WORK REQUEST: Restate word for word the lines in the listing below, starting at the line containing "repository f27aec8f6d25479a" and ending at the line containing "as one file", both included; leave out the rest.
━━━━━ GIVEN INFORMATION ━━━━━
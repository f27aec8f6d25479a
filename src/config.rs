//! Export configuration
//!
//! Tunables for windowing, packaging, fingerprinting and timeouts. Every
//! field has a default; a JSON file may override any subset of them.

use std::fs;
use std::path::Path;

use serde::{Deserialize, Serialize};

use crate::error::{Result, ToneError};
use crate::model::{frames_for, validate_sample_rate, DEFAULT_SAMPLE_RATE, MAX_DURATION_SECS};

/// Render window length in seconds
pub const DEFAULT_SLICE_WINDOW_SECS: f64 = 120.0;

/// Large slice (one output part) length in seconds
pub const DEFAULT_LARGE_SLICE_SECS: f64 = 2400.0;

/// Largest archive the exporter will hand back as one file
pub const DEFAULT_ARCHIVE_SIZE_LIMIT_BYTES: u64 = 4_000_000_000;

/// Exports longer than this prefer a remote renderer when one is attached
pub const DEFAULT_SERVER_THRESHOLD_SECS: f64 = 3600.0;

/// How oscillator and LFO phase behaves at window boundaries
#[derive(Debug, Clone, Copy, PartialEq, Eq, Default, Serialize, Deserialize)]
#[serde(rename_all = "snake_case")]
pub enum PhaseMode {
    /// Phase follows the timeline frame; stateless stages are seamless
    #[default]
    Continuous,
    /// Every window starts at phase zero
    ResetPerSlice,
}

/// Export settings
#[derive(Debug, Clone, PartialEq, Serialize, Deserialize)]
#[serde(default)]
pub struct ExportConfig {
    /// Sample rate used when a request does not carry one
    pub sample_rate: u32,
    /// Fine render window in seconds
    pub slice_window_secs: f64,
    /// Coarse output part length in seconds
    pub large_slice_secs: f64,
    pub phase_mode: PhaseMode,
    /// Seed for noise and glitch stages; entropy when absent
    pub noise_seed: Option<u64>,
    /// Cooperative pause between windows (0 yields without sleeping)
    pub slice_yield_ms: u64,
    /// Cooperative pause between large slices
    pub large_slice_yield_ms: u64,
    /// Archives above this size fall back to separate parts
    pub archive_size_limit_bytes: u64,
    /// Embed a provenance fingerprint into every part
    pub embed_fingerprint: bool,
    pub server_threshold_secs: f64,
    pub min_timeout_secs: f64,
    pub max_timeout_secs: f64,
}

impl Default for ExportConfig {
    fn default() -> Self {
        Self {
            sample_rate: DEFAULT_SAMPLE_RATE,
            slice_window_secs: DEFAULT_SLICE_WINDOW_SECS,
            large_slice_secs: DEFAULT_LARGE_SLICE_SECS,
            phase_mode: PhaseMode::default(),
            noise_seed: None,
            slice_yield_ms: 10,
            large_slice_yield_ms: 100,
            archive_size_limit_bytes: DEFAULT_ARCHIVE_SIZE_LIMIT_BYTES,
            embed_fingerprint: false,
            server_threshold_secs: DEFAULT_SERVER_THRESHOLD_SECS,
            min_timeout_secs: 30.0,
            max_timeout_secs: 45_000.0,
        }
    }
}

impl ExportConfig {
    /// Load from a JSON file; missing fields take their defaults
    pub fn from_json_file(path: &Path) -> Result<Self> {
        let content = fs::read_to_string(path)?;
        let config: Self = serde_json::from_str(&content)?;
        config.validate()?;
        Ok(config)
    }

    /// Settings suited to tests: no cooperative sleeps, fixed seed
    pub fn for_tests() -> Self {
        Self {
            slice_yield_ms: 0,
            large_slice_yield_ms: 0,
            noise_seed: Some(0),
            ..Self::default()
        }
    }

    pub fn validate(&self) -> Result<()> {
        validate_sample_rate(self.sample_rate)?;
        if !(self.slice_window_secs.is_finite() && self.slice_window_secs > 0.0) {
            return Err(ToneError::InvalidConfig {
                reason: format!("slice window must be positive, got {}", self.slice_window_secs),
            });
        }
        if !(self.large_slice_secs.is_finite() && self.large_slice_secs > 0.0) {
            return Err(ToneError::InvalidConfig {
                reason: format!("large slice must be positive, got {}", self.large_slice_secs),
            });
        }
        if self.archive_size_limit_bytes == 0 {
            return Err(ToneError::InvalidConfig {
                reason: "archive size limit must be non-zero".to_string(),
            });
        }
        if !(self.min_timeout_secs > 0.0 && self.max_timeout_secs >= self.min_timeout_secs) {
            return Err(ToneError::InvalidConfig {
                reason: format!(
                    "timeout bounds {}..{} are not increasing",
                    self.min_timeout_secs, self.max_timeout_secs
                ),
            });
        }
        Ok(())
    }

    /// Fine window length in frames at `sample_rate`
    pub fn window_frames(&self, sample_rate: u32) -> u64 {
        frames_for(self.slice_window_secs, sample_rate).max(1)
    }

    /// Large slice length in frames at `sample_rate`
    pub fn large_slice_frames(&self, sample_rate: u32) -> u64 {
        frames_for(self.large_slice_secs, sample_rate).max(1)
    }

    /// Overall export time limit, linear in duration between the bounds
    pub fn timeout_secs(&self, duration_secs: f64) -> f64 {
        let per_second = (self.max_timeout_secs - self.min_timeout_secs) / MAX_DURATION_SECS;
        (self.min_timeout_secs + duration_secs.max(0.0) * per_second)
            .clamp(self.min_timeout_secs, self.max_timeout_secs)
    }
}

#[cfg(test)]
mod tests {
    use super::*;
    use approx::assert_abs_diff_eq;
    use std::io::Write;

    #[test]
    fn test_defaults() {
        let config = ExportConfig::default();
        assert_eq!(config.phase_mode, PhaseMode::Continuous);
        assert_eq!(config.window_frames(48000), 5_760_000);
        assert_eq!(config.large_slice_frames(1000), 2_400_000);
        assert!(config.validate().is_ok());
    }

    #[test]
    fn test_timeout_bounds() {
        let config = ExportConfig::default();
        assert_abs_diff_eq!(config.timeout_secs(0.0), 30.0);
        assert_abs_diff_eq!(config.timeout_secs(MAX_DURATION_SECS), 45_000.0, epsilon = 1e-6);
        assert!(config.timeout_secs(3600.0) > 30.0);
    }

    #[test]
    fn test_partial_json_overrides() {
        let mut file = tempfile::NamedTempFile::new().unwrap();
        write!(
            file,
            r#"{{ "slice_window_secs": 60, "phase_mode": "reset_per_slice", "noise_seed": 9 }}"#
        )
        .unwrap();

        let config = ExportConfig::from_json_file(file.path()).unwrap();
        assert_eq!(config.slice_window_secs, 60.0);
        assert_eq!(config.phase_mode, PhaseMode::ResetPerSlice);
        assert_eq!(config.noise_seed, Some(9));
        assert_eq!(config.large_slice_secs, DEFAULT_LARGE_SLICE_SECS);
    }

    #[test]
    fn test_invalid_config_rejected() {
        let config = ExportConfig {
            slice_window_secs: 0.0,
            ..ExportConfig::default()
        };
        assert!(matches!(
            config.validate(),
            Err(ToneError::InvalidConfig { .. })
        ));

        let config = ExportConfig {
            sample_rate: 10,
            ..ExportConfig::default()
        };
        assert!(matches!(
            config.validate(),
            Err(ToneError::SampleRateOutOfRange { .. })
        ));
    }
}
━━━━━
━━━━━ GIVEN INFORMATION ━━━━━
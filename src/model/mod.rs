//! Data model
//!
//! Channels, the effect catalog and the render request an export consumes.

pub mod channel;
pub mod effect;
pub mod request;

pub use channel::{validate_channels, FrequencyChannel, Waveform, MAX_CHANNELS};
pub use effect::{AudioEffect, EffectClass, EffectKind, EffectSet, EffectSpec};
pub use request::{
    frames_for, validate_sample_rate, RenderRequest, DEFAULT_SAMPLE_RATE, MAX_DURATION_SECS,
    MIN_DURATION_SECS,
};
━━━━━
━━━━━ GIVEN INFORMATION ━━━━━
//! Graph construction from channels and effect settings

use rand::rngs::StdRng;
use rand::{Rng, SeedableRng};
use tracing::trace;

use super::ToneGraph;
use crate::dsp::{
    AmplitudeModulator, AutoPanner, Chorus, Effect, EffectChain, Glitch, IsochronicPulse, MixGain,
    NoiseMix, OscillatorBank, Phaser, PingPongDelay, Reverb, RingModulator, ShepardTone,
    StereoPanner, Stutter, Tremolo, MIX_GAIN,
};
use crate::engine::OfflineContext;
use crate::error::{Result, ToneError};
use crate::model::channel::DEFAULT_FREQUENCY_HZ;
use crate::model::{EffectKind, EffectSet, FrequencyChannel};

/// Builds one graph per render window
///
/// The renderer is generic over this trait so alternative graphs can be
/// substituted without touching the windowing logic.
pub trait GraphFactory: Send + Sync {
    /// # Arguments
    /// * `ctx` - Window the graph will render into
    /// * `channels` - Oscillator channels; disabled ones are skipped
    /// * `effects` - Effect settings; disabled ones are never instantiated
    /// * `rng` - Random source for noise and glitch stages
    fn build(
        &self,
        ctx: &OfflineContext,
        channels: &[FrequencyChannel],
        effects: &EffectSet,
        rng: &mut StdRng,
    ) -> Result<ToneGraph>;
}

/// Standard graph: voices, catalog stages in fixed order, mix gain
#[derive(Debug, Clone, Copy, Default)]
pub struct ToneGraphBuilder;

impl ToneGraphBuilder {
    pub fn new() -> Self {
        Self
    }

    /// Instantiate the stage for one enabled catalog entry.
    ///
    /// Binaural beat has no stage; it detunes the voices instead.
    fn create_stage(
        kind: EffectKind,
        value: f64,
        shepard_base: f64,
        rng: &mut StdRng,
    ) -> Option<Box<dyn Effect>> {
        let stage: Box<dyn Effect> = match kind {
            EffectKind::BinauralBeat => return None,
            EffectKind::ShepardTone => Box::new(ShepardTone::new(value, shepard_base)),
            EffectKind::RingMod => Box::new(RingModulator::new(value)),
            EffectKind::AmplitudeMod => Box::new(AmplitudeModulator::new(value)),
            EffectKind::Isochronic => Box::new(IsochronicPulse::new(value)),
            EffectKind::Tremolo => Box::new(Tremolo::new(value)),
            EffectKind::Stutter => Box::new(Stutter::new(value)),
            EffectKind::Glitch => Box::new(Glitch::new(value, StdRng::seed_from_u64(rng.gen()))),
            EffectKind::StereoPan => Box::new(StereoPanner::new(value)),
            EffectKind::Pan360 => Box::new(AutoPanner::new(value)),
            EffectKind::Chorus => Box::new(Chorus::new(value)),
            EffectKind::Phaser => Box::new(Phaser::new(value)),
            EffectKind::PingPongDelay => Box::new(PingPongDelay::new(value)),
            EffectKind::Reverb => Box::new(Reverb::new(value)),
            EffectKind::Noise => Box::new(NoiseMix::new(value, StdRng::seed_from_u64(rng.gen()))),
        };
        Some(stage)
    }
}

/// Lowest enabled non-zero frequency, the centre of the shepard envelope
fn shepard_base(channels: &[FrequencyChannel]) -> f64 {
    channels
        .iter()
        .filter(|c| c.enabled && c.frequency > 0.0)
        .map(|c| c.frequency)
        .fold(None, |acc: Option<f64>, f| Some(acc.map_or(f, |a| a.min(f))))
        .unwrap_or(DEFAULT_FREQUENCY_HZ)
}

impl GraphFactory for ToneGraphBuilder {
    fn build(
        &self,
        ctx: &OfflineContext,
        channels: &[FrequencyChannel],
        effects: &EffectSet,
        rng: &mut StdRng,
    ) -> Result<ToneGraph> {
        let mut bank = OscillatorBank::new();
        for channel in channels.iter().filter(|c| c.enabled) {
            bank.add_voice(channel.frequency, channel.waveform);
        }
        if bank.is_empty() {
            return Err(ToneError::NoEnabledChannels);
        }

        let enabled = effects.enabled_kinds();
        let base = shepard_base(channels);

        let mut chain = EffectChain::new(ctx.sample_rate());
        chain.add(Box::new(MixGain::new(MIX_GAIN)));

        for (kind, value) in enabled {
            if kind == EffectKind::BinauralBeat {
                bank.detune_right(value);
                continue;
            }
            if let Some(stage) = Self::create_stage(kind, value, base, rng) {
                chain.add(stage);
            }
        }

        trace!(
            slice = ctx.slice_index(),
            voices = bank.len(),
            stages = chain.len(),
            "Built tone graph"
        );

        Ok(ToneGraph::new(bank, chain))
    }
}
━━━━━
WRITTEN REPLY:
repository f27aec8f6d25479a
filename src/config.rs
//! Export configuration
//!
//! Tunables for windowing, packaging, fingerprinting and timeouts. Every
//! field has a default; a JSON file may override any subset of them.

use std::fs;
use std::path::Path;

use serde::{Deserialize, Serialize};

use crate::error::{Result, ToneError};
use crate::model::{frames_for, validate_sample_rate, DEFAULT_SAMPLE_RATE, MAX_DURATION_SECS};

/// Render window length in seconds
pub const DEFAULT_SLICE_WINDOW_SECS: f64 = 120.0;

/// Large slice (one output part) length in seconds
pub const DEFAULT_LARGE_SLICE_SECS: f64 = 2400.0;

/// Largest archive the exporter will hand back as one file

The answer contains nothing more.